***** MATERIAL PROVIDED
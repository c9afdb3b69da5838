//! Input line backends
//!
//! Lines are active-high. Reads have no side effects beyond the physical
//! read and may be issued from any thread.

use parking_lot::Mutex;
use std::collections::{HashMap, HashSet, VecDeque};
use std::fs;
use std::path::{Path, PathBuf};

use crate::error::InputError;

/// Access to a fixed set of digital input lines
pub trait InputLines: Send + Sync {
    /// Claim the given lines as inputs
    fn setup(&self, pins: &[u32]) -> Result<(), InputError>;

    /// Current logic level of a line (`true` = asserted)
    fn read(&self, pin: u32) -> Result<bool, InputError>;

    /// Release every claimed line. Must be safe to call repeatedly.
    fn cleanup(&self);
}

/// Linux sysfs GPIO lines (`/sys/class/gpio`)
///
/// Pull-down bias cannot be set through sysfs; it has to come from the
/// board wiring or device tree.
///
/// Pins are numbered relative to the GPIO chip. The kernel number of a
/// line is `base + pin` (newer Raspberry Pi kernels place the main chip
/// at 512).
pub struct SysfsLines {
    root: PathBuf,
    base: u32,
    claimed: Mutex<Vec<u32>>,
}

impl SysfsLines {
    pub fn new(root: impl Into<PathBuf>) -> Self {
        Self::with_base(root, 0)
    }

    pub fn with_base(root: impl Into<PathBuf>, base: u32) -> Self {
        Self {
            root: root.into(),
            base,
            claimed: Mutex::new(Vec::new()),
        }
    }

    fn gpio(&self, pin: u32) -> u32 {
        self.base + pin
    }

    fn line_dir(&self, pin: u32) -> PathBuf {
        self.root.join(format!("gpio{}", self.gpio(pin)))
    }

    fn write_attr(path: &Path, value: &str, pin: u32) -> Result<(), InputError> {
        fs::write(path, value).map_err(|e| InputError::SetupFailed {
            pin,
            reason: format!("{}: {}", path.display(), e),
        })
    }
}

impl InputLines for SysfsLines {
    fn setup(&self, pins: &[u32]) -> Result<(), InputError> {
        let mut claimed = self.claimed.lock();
        for &pin in pins {
            if !self.line_dir(pin).exists() {
                Self::write_attr(&self.root.join("export"), &self.gpio(pin).to_string(), pin)?;
            }
            Self::write_attr(&self.line_dir(pin).join("direction"), "in", pin)?;
            if !claimed.contains(&pin) {
                claimed.push(pin);
            }
        }
        tracing::info!("Configured {} input lines (pull-down bias from hardware)", pins.len());
        Ok(())
    }

    fn read(&self, pin: u32) -> Result<bool, InputError> {
        let path = self.line_dir(pin).join("value");
        let raw = fs::read_to_string(&path).map_err(|e| InputError::ReadFailed {
            pin,
            reason: e.to_string(),
        })?;
        match raw.trim() {
            "1" => Ok(true),
            "0" => Ok(false),
            other => Err(InputError::InvalidValue {
                pin,
                value: other.to_string(),
            }),
        }
    }

    fn cleanup(&self) {
        let mut claimed = self.claimed.lock();
        for pin in claimed.drain(..) {
            if let Err(e) = fs::write(self.root.join("unexport"), self.gpio(pin).to_string()) {
                tracing::warn!("Failed to release line {}: {}", pin, e);
            }
        }
    }
}

#[derive(Default)]
struct SimulatedState {
    configured: HashSet<u32>,
    levels: HashMap<u32, bool>,
    scripts: HashMap<u32, VecDeque<bool>>,
    reads: HashMap<u32, usize>,
    setups: usize,
    cleanups: usize,
    lost: bool,
}

/// In-memory lines for bench-top runs and tests
///
/// Each line has a steady level plus an optional script of levels that
/// successive reads consume before falling back to the steady level.
#[derive(Default)]
pub struct SimulatedLines {
    state: Mutex<SimulatedState>,
}

impl SimulatedLines {
    pub fn new() -> Self {
        Self::default()
    }

    /// Set the steady level of a line
    pub fn set_level(&self, pin: u32, asserted: bool) {
        self.state.lock().levels.insert(pin, asserted);
    }

    /// Queue levels returned by the next reads of a line
    pub fn script(&self, pin: u32, levels: impl IntoIterator<Item = bool>) {
        self.state
            .lock()
            .scripts
            .entry(pin)
            .or_default()
            .extend(levels);
    }

    /// Number of reads issued against a line
    pub fn reads(&self, pin: u32) -> usize {
        self.state.lock().reads.get(&pin).copied().unwrap_or(0)
    }

    pub fn is_configured(&self, pin: u32) -> bool {
        self.state.lock().configured.contains(&pin)
    }

    /// Fail every read until the next setup, as a vanished line would
    pub fn lose_lines(&self) {
        self.state.lock().lost = true;
    }

    pub fn setup_count(&self) -> usize {
        self.state.lock().setups
    }

    pub fn cleanup_count(&self) -> usize {
        self.state.lock().cleanups
    }
}

impl InputLines for SimulatedLines {
    fn setup(&self, pins: &[u32]) -> Result<(), InputError> {
        let mut state = self.state.lock();
        state.configured.extend(pins.iter().copied());
        state.lost = false;
        state.setups += 1;
        Ok(())
    }

    fn read(&self, pin: u32) -> Result<bool, InputError> {
        let mut state = self.state.lock();
        if !state.configured.contains(&pin) {
            return Err(InputError::NotConfigured(pin));
        }
        if state.lost {
            return Err(InputError::ReadFailed {
                pin,
                reason: "line lost".to_string(),
            });
        }
        *state.reads.entry(pin).or_insert(0) += 1;
        let scripted = state.scripts.get_mut(&pin).and_then(|s| s.pop_front());
        Ok(scripted.unwrap_or_else(|| state.levels.get(&pin).copied().unwrap_or(false)))
    }

    fn cleanup(&self) {
        let mut state = self.state.lock();
        state.configured.clear();
        state.cleanups += 1;
    }
}
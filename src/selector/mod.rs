//! Channel selection
//!
//! Turns noisy rising edges into a single confirmed channel and hands the
//! matching station to the playback controller.

pub mod channel;
pub mod engine;
pub mod vote;

pub use channel::{Channel, ChannelId, ChannelTable};
pub use engine::{SelectionEngine, SelectionOutcome, SelectorState};
pub use vote::{SampleWindow, VoteConfig};
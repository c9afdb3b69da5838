//! HTTP API handlers

use axum::{extract::State, http::StatusCode, Json};
use std::sync::Arc;

use crate::api::server::AppState;
use crate::assistant::AssistantEvent;
use crate::stations::Station;
use crate::status::StatusSnapshot;

/// API response wrapper
#[derive(serde::Serialize)]
pub struct ApiResponse<T> {
    pub success: bool,
    #[serde(skip_serializing_if = "Option::is_none")]
    pub data: Option<T>,
    #[serde(skip_serializing_if = "Option::is_none")]
    pub error: Option<String>,
}

impl<T> ApiResponse<T> {
    pub fn ok(data: T) -> Self {
        Self {
            success: true,
            data: Some(data),
            error: None,
        }
    }

    pub fn error(msg: impl Into<String>) -> Self {
        Self {
            success: false,
            data: None,
            error: Some(msg.into()),
        }
    }
}

/// Get appliance status
pub async fn get_status(State(state): State<Arc<AppState>>) -> Json<ApiResponse<StatusSnapshot>> {
    Json(ApiResponse::ok(state.status.snapshot()))
}

/// Get stations in playlist order
pub async fn get_stations(State(state): State<Arc<AppState>>) -> Json<ApiResponse<Vec<Station>>> {
    Json(ApiResponse::ok(state.status.snapshot().stations))
}

/// Deliver an assistant lifecycle event
pub async fn post_assistant_event(
    State(state): State<Arc<AppState>>,
    Json(event): Json<AssistantEvent>,
) -> (StatusCode, Json<ApiResponse<()>>) {
    let Some(events) = state.assistant_tx.as_ref() else {
        return (
            StatusCode::CONFLICT,
            Json(ApiResponse::error("assistant integration is disabled")),
        );
    };

    match events.send(event) {
        Ok(()) => (StatusCode::ACCEPTED, Json(ApiResponse::ok(()))),
        Err(_) => (
            StatusCode::SERVICE_UNAVAILABLE,
            Json(ApiResponse::error("assistant dispatcher is not running")),
        ),
    }
}

#[cfg(test)]
mod tests {
    use super::*;
    use crate::status::StatusBoard;
    use crossbeam_channel::unbounded;

    fn app_state(assistant: bool) -> (Arc<AppState>, Option<crossbeam_channel::Receiver<AssistantEvent>>) {
        let (tx, rx) = unbounded();
        let state = AppState {
            status: StatusBoard::new(),
            assistant_tx: assistant.then_some(tx),
        };
        (Arc::new(state), assistant.then_some(rx))
    }

    #[tokio::test]
    async fn test_assistant_event_forwarded() {
        let (state, rx) = app_state(true);
        let (code, _) = post_assistant_event(State(state), Json(AssistantEvent::TurnTimeout)).await;

        assert_eq!(code, StatusCode::ACCEPTED);
        assert_eq!(rx.unwrap().try_recv().unwrap(), AssistantEvent::TurnTimeout);
    }

    #[tokio::test]
    async fn test_assistant_event_rejected_when_disabled() {
        let (state, _) = app_state(false);
        let (code, Json(body)) =
            post_assistant_event(State(state), Json(AssistantEvent::TurnStarted)).await;

        assert_eq!(code, StatusCode::CONFLICT);
        assert!(!body.success);
    }

    #[tokio::test]
    async fn test_status_reports_selection() {
        let (state, _) = app_state(false);
        state.status.update(|s| s.supervisor_state = "running".into());

        let Json(body) = get_status(State(state)).await;
        assert!(body.success);
        assert_eq!(body.data.unwrap().supervisor_state, "running");
    }
}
**********
* **REQUIRED ACTION**
Starting at the line that has "return Err(InputError::NotConfigured(pin));" in the records above, restate word for word every line until the one that has "use std::sync::Arc;", and include that one as well.

* **OUTPUT FOR THIS EXERCISE**
            return Err(InputError::NotConfigured(pin));
        }
        if state.lost {
            return Err(InputError::ReadFailed {
                pin,
                reason: "line lost".to_string(),
            });
        }
        *state.reads.entry(pin).or_insert(0) += 1;
        let scripted = state.scripts.get_mut(&pin).and_then(|s| s.pop_front());
        Ok(scripted.unwrap_or_else(|| state.levels.get(&pin).copied().unwrap_or(false)))
    }

    fn cleanup(&self) {
        let mut state = self.state.lock();
        state.configured.clear();
        state.cleanups += 1;
    }
}
filename src/selector/mod.rs
//! Channel selection
//!
//! Turns noisy rising edges into a single confirmed channel and hands the
//! matching station to the playback controller.

pub mod channel;
pub mod engine;
pub mod vote;

pub use channel::{Channel, ChannelId, ChannelTable};
pub use engine::{SelectionEngine, SelectionOutcome, SelectorState};
pub use vote::{SampleWindow, VoteConfig};
repository c9afdb3b69da5838
//! HTTP API handlers

use axum::{extract::State, http::StatusCode, Json};
use std::sync::Arc;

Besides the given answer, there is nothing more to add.